GDA/El País/Uruguay.- “Va a haber que conseguir una barca más grande”, le dice el jefe de policía Martin Brody al locazo de Sam Quint cuando acaba de ver el tamaño de la presa que andan buscando. Y no se puede estar más de acuerdo.
El 20 de junio se cumplieron 45 años del estreno mundial de Tiburón, la película de Steven Spielberg que a esa altura de la anécdota es también el momento en que los espectadores descubrimos el tamaño del animal, que ya tenía una generación aterrada en las butacas de los cines. Y, para esa generación, la playa se convirtió, mágicamente, en un paseo aterrador.
Basada en una novelita prolija de Peter Blenchey, que a su vez se inspiraba al nivel del descaro en Un enemigo del pueblo de Ibsen, Spielberg construyó una obra propia. Tenía ciertas similitudes, que entusiasmaron al director cuando se hizo con el guion, con Duel, su película en la que el tiburón era un camionero loco. El proyecto estaba destinado a otro director (el intrascendente Dick Richards), pero Spielberg se lo apropió.
La película sigue la odisea de un hombre, ese jefe Brody que interpretaba Roy Scheider, que intentaba convencer a los mandamases de un pequeño balneario del acecho de un tiburón. Está empezando la temporada, así que los funcionarios prefieren el camino de la negación y la conveniencia comercial y no alertar a la población.
Sólo un grupo de “inadaptados” puede ir contra eso. Y allí están Brody, el sheriff que le tiene miedo al agua; Quint (Robert Shaw) que está locazo desde que vio cómo los tiburones se comieron a sus camaradas del USS Indianápolis, y Matt Hooper ( Richard Dreyfuss ), un científico. Son tres estereotipos que funcionan perfecto.

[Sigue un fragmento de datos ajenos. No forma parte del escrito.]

//! Durable state for the agent server: sessions, turns, steps, the event
//! log, file versions, permissions, and context items, all in one embedded SQLite
//! database behind typed repositories.

mod database;
mod error;
mod schema;

pub mod context;
pub mod events;
pub mod files;
pub mod permissions;
pub mod sessions;
pub mod turns;

pub use database::Database;
pub use error::StoreError;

El rodaje en Martha’s Vineyard (aunque algunas escenas son del océano Pacífico haciéndose pasar por el Atlántico), había sido, ya de por sí, toda una aventura. Primero la decisión de filmar en alta mar, como una manera de imprimir un realismo que la piscina que le quería construir Universal no le iba a aportar. El presupuesto, además, estaba al borde del colapso, y la primera prueba de cámara del pescado mecánico (al que coloquialmente llamaban Bruce) fue un fracaso enfrente de los productores.
Fue ahí que Spielberg tomó la decisión de limitar la exposición del monstruo. Eso no lo hace menos terrorífico gracias a la música de John Williams, quien con una partitura de cuerdas recurrente transmite mucho más que mil imágenes: al escucharla uno ya sabe quién anda en la vuelta y que eso no está nada bien. Fue, además, el comienzo de una asociación larga y fructífera entre Spielberg y Williams, y uno de los tres Óscar a Tiburón junto con el de sonido y edición.
A pesar de su éxito y de la estructura industrial que la promovió, desde la actualidad (está disponible en Netflix), Tiburón se sigue viendo como una película de presupuesto y actitud independientes, de un director joven que, tempranamente, ya hacía alarde de su talento. La escena en las que Brody intenta explicarle el peligro a los funcionarios arriba de una balsa y la siguiente, la del ataque en la playa abarrotada, son dos muestras de lo amplio del uso de los recursos narrativos que ya tenía Spielberg.
Y todo está al servicio de asustarnos con un animal suelto que resume todos nuestros miedos más primarios. Y lo hace a puro cine.